丹酚酸B对β-淀粉样蛋白介导原代培养皮层神经元毒性的保护作用

目的　观察一氧化氮(NO)在谷氨酸(Glu)，β-淀粉样蛋白［β-AP(1-40)］引起神经细胞损伤中的作用以及丹酚酸B(Sal B)对β-AP(1-40)引起的神经细胞损伤保护作用。方法　原代培养大鼠皮层神经元，建立了硝普钠(SNP),Glu,β-AP(1-40)等3种损伤模型，用形态学观察、MTT比色法、Griess法分别测定神经元活力，培养液中乳酸脱氢酶(LDH)漏出和NO释放。结果　Glu和β-AP(1-40)可以引起神经元NO的释放增加，造成神经毒性。nNOS在Glu的毒性中起重要作用，iNOS可能在Aβ_1-40的毒性中起作用。Sal B能显著增加细胞活力，降低LDH释放率,并剂量依赖地减少NO释放。 结论　NO介导了Glu和β-AP(1-40)的毒性，Sal B可以通过减少NO释放，改善β-AP(1-40)的毒性作用。

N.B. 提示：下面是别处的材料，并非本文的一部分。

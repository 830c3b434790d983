//! Normalized content model consumed by the layout stage.

use std::ops::Range;

use chrono::{DateTime, Utc};
use serde::{Deserialize, Serialize};

mod normalize;
mod urls;

pub use normalize::{MAX_CONTENT_CHARS, normalize_note};
pub use urls::{is_media_url, shorten_url};

/// Role tag for a run of runes; selects the draw color.
#[derive(Debug, Clone, Copy, PartialEq, Eq, Default, Serialize, Deserialize)]
#[serde(rename_all = "lowercase")]
pub enum SpanKind {
    #[default]
    Normal,
    Link,
    Mention,
    Hashtag,
}

/// A classified rune range inside a [`TextLine`].
#[derive(Debug, Clone, PartialEq, Eq)]
pub struct Span {
    pub range: Range<usize>,
    pub kind: SpanKind,
}

/// Effective classification of a single rune.
#[derive(Debug, Clone, Copy, PartialEq, Eq, Default)]
pub struct RuneClass {
    pub kind: SpanKind,
    pub emoji: bool,
    pub highlighted: bool,
}

/// One line of text with its span classifications and overlays.
#[derive(Debug, Clone, PartialEq, Eq, Default)]
pub struct TextLine {
    runes: Vec<char>,
    spans: Vec<Span>,
    emoji: Vec<bool>,
    highlighted: Vec<bool>,
}

impl TextLine {
    /// Plain text with every rune classified `Normal`; emoji are detected.
    pub fn plain(text: &str) -> Self {
        let mut line = TextLineBuilder::default();
        line.push(text, SpanKind::Normal, false);
        line.finish()
    }

    /// The whole text classified as a single link.
    pub fn link(text: &str) -> Self {
        let mut line = TextLineBuilder::default();
        line.push(text, SpanKind::Link, false);
        line.finish()
    }

    pub fn runes(&self) -> &[char] {
        &self.runes
    }

    pub fn spans(&self) -> &[Span] {
        &self.spans
    }

    pub fn len(&self) -> usize {
        self.runes.len()
    }

    pub fn is_empty(&self) -> bool {
        self.runes.is_empty()
    }

    pub fn text(&self) -> String {
        self.runes.iter().collect()
    }

    /// Classification of the rune at `index`.
    pub fn class_at(&self, index: usize) -> RuneClass {
        let kind = self
            .span_at(index)
            .map_or(SpanKind::Normal, |span| span.kind);
        RuneClass {
            kind,
            emoji: self.emoji.get(index).copied().unwrap_or(false),
            highlighted: self.highlighted.get(index).copied().unwrap_or(false),
        }
    }

    /// The classified span covering `index`, if any.
    pub fn span_at(&self, index: usize) -> Option<&Span> {
        self.spans.iter().find(|span| span.range.contains(&index))
    }

    /// Keeps only the first `len` runes, clipping spans that cross the cut.
    pub fn truncate(&mut self, len: usize) {
        if len >= self.runes.len() {
            return;
        }
        self.runes.truncate(len);
        self.emoji.truncate(len);
        self.highlighted.truncate(len);
        self.spans.retain(|span| span.range.start < len);
        for span in &mut self.spans {
            span.range.end = span.range.end.min(len);
        }
    }

    /// Marks `range` as highlighted.
    pub fn highlight(&mut self, range: Range<usize>) {
        let end = range.end.min(self.highlighted.len());
        for flag in &mut self.highlighted[range.start.min(end)..end] {
            *flag = true;
        }
    }
}

/// Accumulates classified segments into a [`TextLine`].
#[derive(Debug, Default)]
pub struct TextLineBuilder {
    line: TextLine,
}

impl TextLineBuilder {
    pub fn push(&mut self, text: &str, kind: SpanKind, highlighted: bool) -> &mut Self {
        let start = self.line.runes.len();
        for ch in text.chars() {
            self.line.runes.push(ch);
            self.line.emoji.push(is_emoji(ch));
            self.line.highlighted.push(highlighted);
        }
        let end = self.line.runes.len();
        if kind != SpanKind::Normal && end > start {
            self.line.spans.push(Span {
                range: start..end,
                kind,
            });
        }
        self
    }

    pub fn finish(self) -> TextLine {
        self.line
    }
}

/// One unit of vertical content flow.
#[derive(Debug, Clone, PartialEq, Eq)]
pub enum Paragraph {
    Text(TextLine),
    Blank,
    Media(MediaRef),
}

impl Paragraph {
    pub fn is_media(&self) -> bool {
        matches!(self, Paragraph::Media(_))
    }

    pub fn is_blank(&self) -> bool {
        matches!(self, Paragraph::Blank)
    }

    /// Rune count contributed to content density.
    pub fn rune_count(&self) -> usize {
        match self {
            Paragraph::Text(line) => line.len(),
            Paragraph::Blank => 0,
            Paragraph::Media(media) => media.url.chars().count(),
        }
    }
}

/// Address of an embedded image inside the paragraph flow.
#[derive(Debug, Clone, PartialEq, Eq)]
pub struct MediaRef {
    pub url: String,
}

impl MediaRef {
    pub fn new(url: impl Into<String>) -> Self {
        Self { url: url.into() }
    }

    /// Text stand-in used when the image cannot be drawn.
    pub fn fallback_line(&self) -> TextLine {
        TextLine::link(&self.url)
    }
}

/// Where an author's avatar comes from.
#[derive(Debug, Clone, PartialEq, Eq)]
pub enum Avatar {
    Remote(String),
    Inline(Vec<u8>),
}

/// Author identity shown in the bottom bar.
#[derive(Debug, Clone, PartialEq, Eq)]
pub struct AuthorBadge {
    pub display_name: String,
    pub avatar: Option<Avatar>,
    pub timestamp: DateTime<Utc>,
}

/// Fully normalized input for the note card path.
#[derive(Debug, Clone, PartialEq, Eq)]
pub struct NoteCard {
    pub paragraphs: Vec<Paragraph>,
    pub author: AuthorBadge,
}

/// Whether `ch` is drawn from the emoji glyph source.
pub fn is_emoji(ch: char) -> bool {
    matches!(
        u32::from(ch),
        0x1F000..=0x1FAFF | 0x2600..=0x27BF | 0x2B50..=0x2B55 | 0x1F1E6..=0x1F1FF | 0xFE0F | 0x200D
    )
}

EFFECTS OF SALIVIANOLIC ACID B ON

AIM: To study the roles of nitric oxide (NO) and nitric oxide synthase (NOS) on the glutamate (Glu) and beta-amyloid peptide beta-AP (1-40)] mediated neurotoxicity in primary cultured fetal rat cortical neuron and the neuroprotective effects of salvianolic acid B (Sal B) against the beta-AP (1-40) and its mechanism of action. METHODS: With application of specific agonist and antagonist of NOS, establishment of the sodium nitroprusside (SNP), Glu and beta-AP (1-40) neurotoxicity model, the cell viability, lactate dehydrogenase (LDH) efflux and NO release were detected by using morphological observation, MTT stain, spectrophotometric measurement and Griess method, respectively, in primary cultured fetal rat cortical neurons. RESULTS: Glu and beta-AP (1-40) were shown to increase the NO release of the neuron. Furthermore, nNOS was found to play an important role in the neurotoxicity of glutamate, iNOS may probably be involved in the neurotoxicity of beta-AP (1-40). Sal B (0.01, 0.10, 1.00 microgram.L(-1)) was shown to increase the cell viability, decrease the LDH release rate and inhibit NO release in a dose-dependent manner. CONCLUSION: These results suggest that the neurotoxicity of Glu and beta-AP(1-40) may be partly mediated through different types of NOS. Sal B was found to prevent the beta-AP(1-40) toxicity by directly or indirectly decreasing NO release.